**Problem statement**
Among the lines below, take the one holding "filename wattrent-app/src/i18n.rs", the one holding "use wattrent_core::db::LocalStore;", and all lines between them. Set them down exactly.

**Exercise data**

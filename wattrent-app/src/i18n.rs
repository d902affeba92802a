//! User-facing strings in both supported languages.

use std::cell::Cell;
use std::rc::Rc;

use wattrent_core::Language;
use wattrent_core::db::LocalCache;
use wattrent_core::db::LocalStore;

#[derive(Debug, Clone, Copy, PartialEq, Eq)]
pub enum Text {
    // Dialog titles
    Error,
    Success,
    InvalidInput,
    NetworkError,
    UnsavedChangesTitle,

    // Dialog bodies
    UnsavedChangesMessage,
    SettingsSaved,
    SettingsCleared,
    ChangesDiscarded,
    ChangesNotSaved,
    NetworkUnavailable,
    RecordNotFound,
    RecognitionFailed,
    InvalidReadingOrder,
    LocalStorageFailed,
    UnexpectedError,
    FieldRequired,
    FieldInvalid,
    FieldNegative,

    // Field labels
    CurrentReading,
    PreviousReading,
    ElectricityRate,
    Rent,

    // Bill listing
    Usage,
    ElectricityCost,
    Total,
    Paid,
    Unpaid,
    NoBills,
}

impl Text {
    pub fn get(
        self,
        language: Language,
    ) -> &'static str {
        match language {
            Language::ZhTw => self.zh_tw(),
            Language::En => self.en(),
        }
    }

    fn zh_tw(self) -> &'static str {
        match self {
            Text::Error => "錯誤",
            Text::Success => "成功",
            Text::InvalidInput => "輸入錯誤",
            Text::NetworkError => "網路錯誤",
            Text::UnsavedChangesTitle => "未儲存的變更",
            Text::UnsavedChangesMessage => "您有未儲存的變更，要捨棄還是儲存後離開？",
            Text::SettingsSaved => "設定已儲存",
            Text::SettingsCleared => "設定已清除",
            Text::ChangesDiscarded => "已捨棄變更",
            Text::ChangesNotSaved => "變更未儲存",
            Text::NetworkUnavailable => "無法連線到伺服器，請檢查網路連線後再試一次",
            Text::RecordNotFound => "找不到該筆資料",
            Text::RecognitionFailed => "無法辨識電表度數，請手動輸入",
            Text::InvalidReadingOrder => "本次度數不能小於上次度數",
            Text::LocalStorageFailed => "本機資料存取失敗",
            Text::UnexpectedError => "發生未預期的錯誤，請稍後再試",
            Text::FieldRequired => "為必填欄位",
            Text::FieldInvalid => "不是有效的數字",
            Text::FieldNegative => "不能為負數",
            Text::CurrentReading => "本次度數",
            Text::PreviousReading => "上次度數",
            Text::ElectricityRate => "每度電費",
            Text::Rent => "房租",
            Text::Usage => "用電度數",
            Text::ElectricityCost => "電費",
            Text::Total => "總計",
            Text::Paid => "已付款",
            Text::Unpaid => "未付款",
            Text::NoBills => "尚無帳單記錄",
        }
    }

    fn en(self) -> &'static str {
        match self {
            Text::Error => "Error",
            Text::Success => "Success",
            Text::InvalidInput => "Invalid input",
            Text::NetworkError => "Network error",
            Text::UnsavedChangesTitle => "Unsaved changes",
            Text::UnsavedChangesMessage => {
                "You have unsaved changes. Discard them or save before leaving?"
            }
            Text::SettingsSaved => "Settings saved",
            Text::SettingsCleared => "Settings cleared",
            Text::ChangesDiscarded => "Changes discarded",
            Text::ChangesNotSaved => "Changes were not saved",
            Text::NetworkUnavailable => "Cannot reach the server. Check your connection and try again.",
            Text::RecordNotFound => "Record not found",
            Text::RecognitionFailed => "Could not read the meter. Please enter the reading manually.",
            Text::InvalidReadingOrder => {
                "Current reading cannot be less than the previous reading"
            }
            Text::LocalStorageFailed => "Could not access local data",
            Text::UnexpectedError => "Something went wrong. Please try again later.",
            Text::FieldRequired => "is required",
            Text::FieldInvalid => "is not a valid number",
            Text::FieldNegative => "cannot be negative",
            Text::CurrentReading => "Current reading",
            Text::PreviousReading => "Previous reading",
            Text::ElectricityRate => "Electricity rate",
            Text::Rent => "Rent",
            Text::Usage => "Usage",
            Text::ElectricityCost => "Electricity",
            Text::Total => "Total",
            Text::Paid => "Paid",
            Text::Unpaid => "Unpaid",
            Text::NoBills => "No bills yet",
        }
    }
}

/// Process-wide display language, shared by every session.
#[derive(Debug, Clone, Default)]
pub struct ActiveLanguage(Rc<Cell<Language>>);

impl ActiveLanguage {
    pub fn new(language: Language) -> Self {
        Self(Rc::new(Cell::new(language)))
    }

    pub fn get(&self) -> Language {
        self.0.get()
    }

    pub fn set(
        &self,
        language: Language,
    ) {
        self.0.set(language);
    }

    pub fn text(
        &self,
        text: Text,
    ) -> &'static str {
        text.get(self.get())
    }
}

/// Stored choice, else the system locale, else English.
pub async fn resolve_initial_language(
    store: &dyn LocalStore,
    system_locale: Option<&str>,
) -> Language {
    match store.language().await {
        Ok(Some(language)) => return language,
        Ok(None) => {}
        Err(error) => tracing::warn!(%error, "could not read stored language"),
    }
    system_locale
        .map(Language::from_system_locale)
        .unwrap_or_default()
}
* * *
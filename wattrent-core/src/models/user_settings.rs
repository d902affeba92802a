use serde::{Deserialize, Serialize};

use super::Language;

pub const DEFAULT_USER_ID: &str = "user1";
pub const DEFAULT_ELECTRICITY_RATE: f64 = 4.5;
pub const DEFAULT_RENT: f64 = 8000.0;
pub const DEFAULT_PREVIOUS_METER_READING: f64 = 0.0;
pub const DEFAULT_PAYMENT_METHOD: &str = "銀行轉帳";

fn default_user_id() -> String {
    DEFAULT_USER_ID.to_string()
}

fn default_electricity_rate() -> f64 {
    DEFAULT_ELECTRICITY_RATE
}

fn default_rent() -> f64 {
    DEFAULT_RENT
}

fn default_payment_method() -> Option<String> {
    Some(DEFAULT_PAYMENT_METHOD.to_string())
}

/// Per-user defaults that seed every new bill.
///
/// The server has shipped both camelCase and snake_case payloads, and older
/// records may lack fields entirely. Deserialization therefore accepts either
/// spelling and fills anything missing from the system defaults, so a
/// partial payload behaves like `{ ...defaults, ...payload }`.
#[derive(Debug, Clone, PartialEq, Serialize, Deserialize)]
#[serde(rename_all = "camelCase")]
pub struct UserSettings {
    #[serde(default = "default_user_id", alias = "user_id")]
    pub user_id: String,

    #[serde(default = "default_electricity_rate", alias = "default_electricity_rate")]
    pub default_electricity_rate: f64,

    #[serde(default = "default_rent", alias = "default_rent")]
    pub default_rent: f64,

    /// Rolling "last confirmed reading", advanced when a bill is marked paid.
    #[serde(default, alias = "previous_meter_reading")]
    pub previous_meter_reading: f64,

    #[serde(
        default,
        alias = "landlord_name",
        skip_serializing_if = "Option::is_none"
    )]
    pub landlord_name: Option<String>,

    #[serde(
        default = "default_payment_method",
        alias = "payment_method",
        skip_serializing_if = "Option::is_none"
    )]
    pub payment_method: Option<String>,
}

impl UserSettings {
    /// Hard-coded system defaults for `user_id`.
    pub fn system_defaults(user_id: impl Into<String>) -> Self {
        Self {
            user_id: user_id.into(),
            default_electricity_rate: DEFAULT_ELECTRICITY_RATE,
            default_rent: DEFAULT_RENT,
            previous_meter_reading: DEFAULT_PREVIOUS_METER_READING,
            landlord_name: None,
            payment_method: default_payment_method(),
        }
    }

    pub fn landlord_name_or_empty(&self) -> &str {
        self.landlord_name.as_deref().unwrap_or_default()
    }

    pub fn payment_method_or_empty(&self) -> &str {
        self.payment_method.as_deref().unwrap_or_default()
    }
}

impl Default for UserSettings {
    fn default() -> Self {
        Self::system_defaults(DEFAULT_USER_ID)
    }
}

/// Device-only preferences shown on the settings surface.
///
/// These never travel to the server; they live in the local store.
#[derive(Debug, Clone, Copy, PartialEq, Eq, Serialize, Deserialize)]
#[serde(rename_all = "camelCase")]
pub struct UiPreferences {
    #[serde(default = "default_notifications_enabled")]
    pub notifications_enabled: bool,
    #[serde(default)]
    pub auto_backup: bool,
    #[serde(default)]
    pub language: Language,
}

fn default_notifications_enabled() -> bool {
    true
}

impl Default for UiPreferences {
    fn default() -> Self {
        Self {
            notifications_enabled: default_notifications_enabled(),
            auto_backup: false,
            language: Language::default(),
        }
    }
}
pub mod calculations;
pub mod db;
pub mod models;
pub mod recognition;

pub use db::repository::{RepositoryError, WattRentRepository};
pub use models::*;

**Task result**
filename wattrent-app/src/i18n.rs
repository d902affeba92802a
//! User-facing strings in both supported languages.

use std::cell::Cell;
use std::rc::Rc;

use wattrent_core::Language;
use wattrent_core::db::LocalCache;
use wattrent_core::db::LocalStore;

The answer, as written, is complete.